• [Work required]
Down to the last line, repeat the records exactly.

Start of Materials provided

use clap::{CommandFactory, Parser, Subcommand};
use flowmo_core::Config;
use tracing_subscriber::EnvFilter;

mod commands;

#[derive(Parser)]
#[command(name = "flowmo", version, about = "Flowmo focus timer CLI")]
struct Cli {
    #[command(subcommand)]
    command: Commands,
}

#[derive(Subcommand)]
enum Commands {
    /// Timer control
    Timer {
        #[command(subcommand)]
        action: commands::timer::TimerAction,
    },
    /// Sign in or out
    Auth {
        #[command(subcommand)]
        action: commands::auth::AuthAction,
    },
    /// Per-user settings
    Settings {
        #[command(subcommand)]
        action: commands::settings::SettingsAction,
    },
    /// Task management
    Task {
        #[command(subcommand)]
        action: commands::task::TaskAction,
    },
    /// Microagent recommendations
    Insights {
        #[command(subcommand)]
        action: commands::insights::InsightsAction,
    },
    /// Focus statistics
    Stats {
        #[command(subcommand)]
        action: commands::stats::StatsAction,
    },
    /// Configuration management
    Config {
        #[command(subcommand)]
        action: commands::config::ConfigAction,
    },
    /// Print shell completions
    Completions {
        #[arg(value_enum)]
        shell: clap_complete::Shell,
    },
}

/// Logs go to stderr so JSON on stdout stays machine-readable.
fn init_logging() {
    let filter = EnvFilter::try_from_default_env().unwrap_or_else(|_| {
        let level = Config::load_or_default().logging.level;
        EnvFilter::try_new(&level).unwrap_or_else(|_| EnvFilter::new("info"))
    });
    tracing_subscriber::fmt()
        .with_env_filter(filter)
        .with_writer(std::io::stderr)
        .init();
}

fn main() {
    let cli = Cli::parse();
    init_logging();

    let result = match cli.command {
        Commands::Timer { action } => commands::timer::run(action),
        Commands::Auth { action } => commands::auth::run(action),
        Commands::Settings { action } => commands::settings::run(action),
        Commands::Task { action } => commands::task::run(action),
        Commands::Insights { action } => commands::insights::run(action),
        Commands::Stats { action } => commands::stats::run(action),
        Commands::Config { action } => commands::config::run(action),
        Commands::Completions { shell } => {
            clap_complete::generate(shell, &mut Cli::command(), "flowmo", &mut std::io::stdout());
            Ok(())
        }
    };

    if let Err(e) = result {
        eprintln!("error: {e}");
        std::process::exit(1);
    }
}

End of Materials provided

• [Answer area]
use clap::{CommandFactory, Parser, Subcommand};
use flowmo_core::Config;
use tracing_subscriber::EnvFilter;

mod commands;

#[derive(Parser)]
#[command(name = "flowmo", version, about = "Flowmo focus timer CLI")]
struct Cli {
    #[command(subcommand)]
    command: Commands,
}

#[derive(Subcommand)]
enum Commands {
    /// Timer control
    Timer {
        #[command(subcommand)]
        action: commands::timer::TimerAction,
    },
    /// Sign in or out
    Auth {
        #[command(subcommand)]
        action: commands::auth::AuthAction,
    },
    /// Per-user settings
    Settings {
        #[command(subcommand)]
        action: commands::settings::SettingsAction,
    },
    /// Task management
    Task {
        #[command(subcommand)]
        action: commands::task::TaskAction,
    },
    /// Microagent recommendations
    Insights {
        #[command(subcommand)]
        action: commands::insights::InsightsAction,
    },
    /// Focus statistics
    Stats {
        #[command(subcommand)]
        action: commands::stats::StatsAction,
    },
    /// Configuration management
    Config {
        #[command(subcommand)]
        action: commands::config::ConfigAction,
    },
    /// Print shell completions
    Completions {
        #[arg(value_enum)]
        shell: clap_complete::Shell,
    },
}

/// Logs go to stderr so JSON on stdout stays machine-readable.
fn init_logging() {
    let filter = EnvFilter::try_from_default_env().unwrap_or_else(|_| {
        let level = Config::load_or_default().logging.level;
        EnvFilter::try_new(&level).unwrap_or_else(|_| EnvFilter::new("info"))
    });
    tracing_subscriber::fmt()
        .with_env_filter(filter)
        .with_writer(std::io::stderr)
        .init();
}

fn main() {
    let cli = Cli::parse();
    init_logging();

    let result = match cli.command {
        Commands::Timer { action } => commands::timer::run(action),
        Commands::Auth { action } => commands::auth::run(action),
        Commands::Settings { action } => commands::settings::run(action),
        Commands::Task { action } => commands::task::run(action),
        Commands::Insights { action } => commands::insights::run(action),
        Commands::Stats { action } => commands::stats::run(action),
        Commands::Config { action } => commands::config::run(action),
        Commands::Completions { shell } => {
            clap_complete::generate(shell, &mut Cli::command(), "flowmo", &mut std::io::stdout());
            Ok(())
        }
    };

    if let Err(e) = result {
        eprintln!("error: {e}");
        std::process::exit(1);
    }
}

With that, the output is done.